Saved data entries
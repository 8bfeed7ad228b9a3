use sea_orm_migration::prelude::*;

#[derive(DeriveMigrationName)]
pub struct Migration;

// Partial unique index: at most one pending/running task per certificate.
// Both sqlite and postgres accept the same statement.
const CREATE_INDEX: &str = "CREATE UNIQUE INDEX IF NOT EXISTS idx_renew_tasks_one_in_flight \
     ON renew_tasks (certificate_id) WHERE status IN ('pending', 'running')";

#[async_trait::async_trait]
impl MigrationTrait for Migration {
    async fn up(&self, manager: &SchemaManager) -> Result<(), DbErr> {
        manager
            .get_connection()
            .execute_unprepared(CREATE_INDEX)
            .await?;
        Ok(())
    }

    async fn down(&self, manager: &SchemaManager) -> Result<(), DbErr> {
        manager
            .get_connection()
            .execute_unprepared("DROP INDEX IF EXISTS idx_renew_tasks_one_in_flight")
            .await?;
        Ok(())
    }
}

▶ _WHAT YOU WILL DO_
Set down, exactly as they appear above, all lines from the one that has "const CREATE_INDEX: &str" down to the one that has "impl MigrationTrait for", including those two and no others.

▶ _WRITTEN SOLUTION_
const CREATE_INDEX: &str = "CREATE UNIQUE INDEX IF NOT EXISTS idx_renew_tasks_one_in_flight \
     ON renew_tasks (certificate_id) WHERE status IN ('pending', 'running')";

#[async_trait::async_trait]
impl MigrationTrait for Migration {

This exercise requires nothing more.